Le recours quasi-systématique aux cartogrammes dans l'exposition Territoires 2040 est une innovation majeure. Un cartogramme déforme le fond de carte proportionnellement au phénomène qu'il cherche à reprénsenter. Si l'Île-de-France compte 20% de la population française, alors elle occupera 20% de la superficie de la carte.
Un cartogramme ne cherche donc pas simplement à localiser une donnée statistique selon une métrique euclidienne, mais à rendre compte visuellement du phénomène observé par une mesure des distances qui lui est spécifique. Karine Hurel explique l'intérêt de recourir à tout le spectre cartographique.
Globe vous invite à comparer le diagnostic en cartogrammes de la France de 2012 et ceux réalisé par la même Datar en 2000 et en 1971 avec des cartes classiques et conventionnelles.
Retrouvez ici l'émission Planète terre du 21 mars 2012 en écho à l'exposition Territoires 2040 , avec Karine Hurel et Michel Lussault.
Trouvez l'actualité géographique de la campagne présidentielle dans le billet de Globe, "Ni Est, ni Ouest : F. Hollande et N. Sarkozy labourent les terres qui sont à leur droite"
L'urbain français métropolisé dans la mondialisation par
Michel Lussault et
Karine Hurel
De la carte au cartogramme : de l'imaginaire rural à l'imaginaire urbain
Voici deux cartes qui traitent le fait métropolitain de deux manières différentes. La première est un cartogramme qui représente la France en 2012 dans le rapport et l'exposition Territoires 2040 par la Datar. La deuxième est une carte conventionnelle datée de 1971. Elle est issue du
« Scénario de l’inacceptable », un rapport de la Datar, présidée alors par Jérôme Monod : il imagine la France de l’an 2000 à partir du diagnostic porté sur la France de 1970.

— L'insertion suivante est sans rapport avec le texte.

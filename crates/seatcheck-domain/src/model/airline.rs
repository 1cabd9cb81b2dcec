//! Airline reference data

use chrono::{DateTime, Utc};
use serde::{Deserialize, Serialize};

use seatcheck_types::{Error, Result, VerificationStatus};

use super::dimensions::{ensure_positive, Axis, Dimensions};

fn default_true() -> bool {
    true
}

/// An airline and its published under-seat envelopes
#[derive(Debug, Clone, PartialEq, Serialize, Deserialize)]
#[serde(rename_all = "camelCase")]
pub struct Airline {
    pub id: String,
    pub name: String,
    /// Two-letter IATA code, stored uppercase
    pub iata_code: String,
    #[serde(default)]
    pub logo_url: Option<String>,
    #[serde(default)]
    pub max_personal_item_length_cm: Option<f64>,
    #[serde(default)]
    pub max_personal_item_width_cm: Option<f64>,
    #[serde(default)]
    pub max_personal_item_height_cm: Option<f64>,
    #[serde(default)]
    pub verification_status: VerificationStatus,
    #[serde(default)]
    pub source_url: Option<String>,
    #[serde(default)]
    pub last_verified_date: Option<DateTime<Utc>>,
    #[serde(default)]
    pub conflict_notes: Option<String>,
    #[serde(default = "default_true")]
    pub pet_carrier_allowed: bool,
    #[serde(default)]
    pub pet_carrier_max_length_cm: Option<f64>,
    #[serde(default)]
    pub pet_carrier_max_width_cm: Option<f64>,
    #[serde(default)]
    pub pet_carrier_max_height_cm: Option<f64>,
    pub created_at: DateTime<Utc>,
    pub updated_at: DateTime<Utc>,
}

/// The limit set the fit evaluator compares against
#[derive(Debug, Clone, Copy, PartialEq)]
pub struct AirlineLimits {
    /// Regular personal-item envelope, when all three values are published
    pub personal_item: Option<Dimensions>,
    pub pet_carrier_allowed: bool,
    /// Pet-carrier envelope, when all three values are published
    pub pet_carrier: Option<Dimensions>,
}

impl Airline {
    /// Build a stored airline from creation data
    pub fn from_new(id: String, new: NewAirline, now: DateTime<Utc>) -> Self {
        let mut airline = Self {
            id,
            name: String::new(),
            iata_code: String::new(),
            logo_url: None,
            max_personal_item_length_cm: None,
            max_personal_item_width_cm: None,
            max_personal_item_height_cm: None,
            verification_status: VerificationStatus::default(),
            source_url: None,
            last_verified_date: None,
            conflict_notes: None,
            pet_carrier_allowed: true,
            pet_carrier_max_length_cm: None,
            pet_carrier_max_width_cm: None,
            pet_carrier_max_height_cm: None,
            created_at: now,
            updated_at: now,
        };
        airline.apply(new, now);
        airline
    }

    /// Replace every descriptive field, keeping id and creation time
    pub fn apply(&mut self, new: NewAirline, now: DateTime<Utc>) {
        self.name = new.name;
        self.iata_code = normalize_iata_code(&new.iata_code);
        self.logo_url = new.logo_url;
        self.max_personal_item_length_cm = new.max_personal_item_length_cm;
        self.max_personal_item_width_cm = new.max_personal_item_width_cm;
        self.max_personal_item_height_cm = new.max_personal_item_height_cm;
        self.verification_status = new.verification_status;
        self.source_url = new.source_url;
        self.last_verified_date = new.last_verified_date;
        self.conflict_notes = new.conflict_notes;
        self.pet_carrier_allowed = new.pet_carrier_allowed;
        self.pet_carrier_max_length_cm = new.pet_carrier_max_length_cm;
        self.pet_carrier_max_width_cm = new.pet_carrier_max_width_cm;
        self.pet_carrier_max_height_cm = new.pet_carrier_max_height_cm;
        self.updated_at = now;
    }

    pub fn personal_item_envelope(&self) -> Option<Dimensions> {
        Dimensions::from_optional(
            self.max_personal_item_length_cm,
            self.max_personal_item_width_cm,
            self.max_personal_item_height_cm,
        )
    }

    pub fn pet_carrier_envelope(&self) -> Option<Dimensions> {
        Dimensions::from_optional(
            self.pet_carrier_max_length_cm,
            self.pet_carrier_max_width_cm,
            self.pet_carrier_max_height_cm,
        )
    }

    pub fn limits(&self) -> AirlineLimits {
        AirlineLimits {
            personal_item: self.personal_item_envelope(),
            pet_carrier_allowed: self.pet_carrier_allowed,
            pet_carrier: self.pet_carrier_envelope(),
        }
    }
}

/// Creation (and full replacement) data for an airline
#[derive(Debug, Clone, PartialEq, Serialize, Deserialize)]
#[serde(rename_all = "camelCase")]
pub struct NewAirline {
    pub name: String,
    #[serde(alias = "iata_code")]
    pub iata_code: String,
    #[serde(default, alias = "logo_url")]
    pub logo_url: Option<String>,
    #[serde(default, alias = "max_personal_item_length_cm")]
    pub max_personal_item_length_cm: Option<f64>,
    #[serde(default, alias = "max_personal_item_width_cm")]
    pub max_personal_item_width_cm: Option<f64>,
    #[serde(default, alias = "max_personal_item_height_cm")]
    pub max_personal_item_height_cm: Option<f64>,
    #[serde(default, alias = "verification_status")]
    pub verification_status: VerificationStatus,
    #[serde(default, alias = "source_url")]
    pub source_url: Option<String>,
    #[serde(default, alias = "last_verified_date")]
    pub last_verified_date: Option<DateTime<Utc>>,
    #[serde(default, alias = "conflict_notes")]
    pub conflict_notes: Option<String>,
    #[serde(default = "default_true", alias = "pet_carrier_allowed")]
    pub pet_carrier_allowed: bool,
    #[serde(default, alias = "pet_carrier_max_length_cm")]
    pub pet_carrier_max_length_cm: Option<f64>,
    #[serde(default, alias = "pet_carrier_max_width_cm")]
    pub pet_carrier_max_width_cm: Option<f64>,
    #[serde(default, alias = "pet_carrier_max_height_cm")]
    pub pet_carrier_max_height_cm: Option<f64>,
}

impl NewAirline {
    /// Minimal airline with no published data
    pub fn new(name: impl Into<String>, iata_code: impl Into<String>) -> Self {
        Self {
            name: name.into(),
            iata_code: iata_code.into(),
            logo_url: None,
            max_personal_item_length_cm: None,
            max_personal_item_width_cm: None,
            max_personal_item_height_cm: None,
            verification_status: VerificationStatus::default(),
            source_url: None,
            last_verified_date: None,
            conflict_notes: None,
            pet_carrier_allowed: true,
            pet_carrier_max_length_cm: None,
            pet_carrier_max_width_cm: None,
            pet_carrier_max_height_cm: None,
        }
    }

    pub fn with_personal_item(mut self, dims: Dimensions) -> Self {
        self.max_personal_item_length_cm = Some(dims.length_cm);
        self.max_personal_item_width_cm = Some(dims.width_cm);
        self.max_personal_item_height_cm = Some(dims.height_cm);
        self
    }

    pub fn with_pet_carrier(mut self, dims: Dimensions) -> Self {
        self.pet_carrier_max_length_cm = Some(dims.length_cm);
        self.pet_carrier_max_width_cm = Some(dims.width_cm);
        self.pet_carrier_max_height_cm = Some(dims.height_cm);
        self
    }

    pub fn validate(&self) -> Result<()> {
        if self.name.trim().is_empty() {
            return Err(Error::InvalidInput("airline name is required".to_string()));
        }
        let code = normalize_iata_code(&self.iata_code);
        if code.len() != 2 || !code.chars().all(|c| c.is_ascii_alphanumeric()) {
            return Err(Error::InvalidInput(format!(
                "IATA code must be two letters or digits, got '{}'",
                self.iata_code
            )));
        }

        let fields = [
            (Axis::Length, self.max_personal_item_length_cm),
            (Axis::Width, self.max_personal_item_width_cm),
            (Axis::Height, self.max_personal_item_height_cm),
            (Axis::Length, self.pet_carrier_max_length_cm),
            (Axis::Width, self.pet_carrier_max_width_cm),
            (Axis::Height, self.pet_carrier_max_height_cm),
        ];
        for (axis, value) in fields {
            if let Some(value) = value {
                ensure_positive(axis, value)?;
            }
        }
        Ok(())
    }
}

/// Canonical form of an IATA code used for lookups
pub fn normalize_iata_code(code: &str) -> String {
    code.trim().to_ascii_uppercase()
}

"La France est sans conteste insérée dans cette dynamique de la promotion mondiale de l’urbain, qui bouleverse ses cadres d’habitat. Il n’est pas inutile de le rappeler dans un pays qui reste marqué par des idéologies politiques et des imaginaires sociaux manifestant leur méfiance à l’encontre de l’urbanisation, souvent présentée comme destructrice – en particulier de cette ruralité qui constitue encore un des fondements de notre propre image nationale." (Michel Lussault)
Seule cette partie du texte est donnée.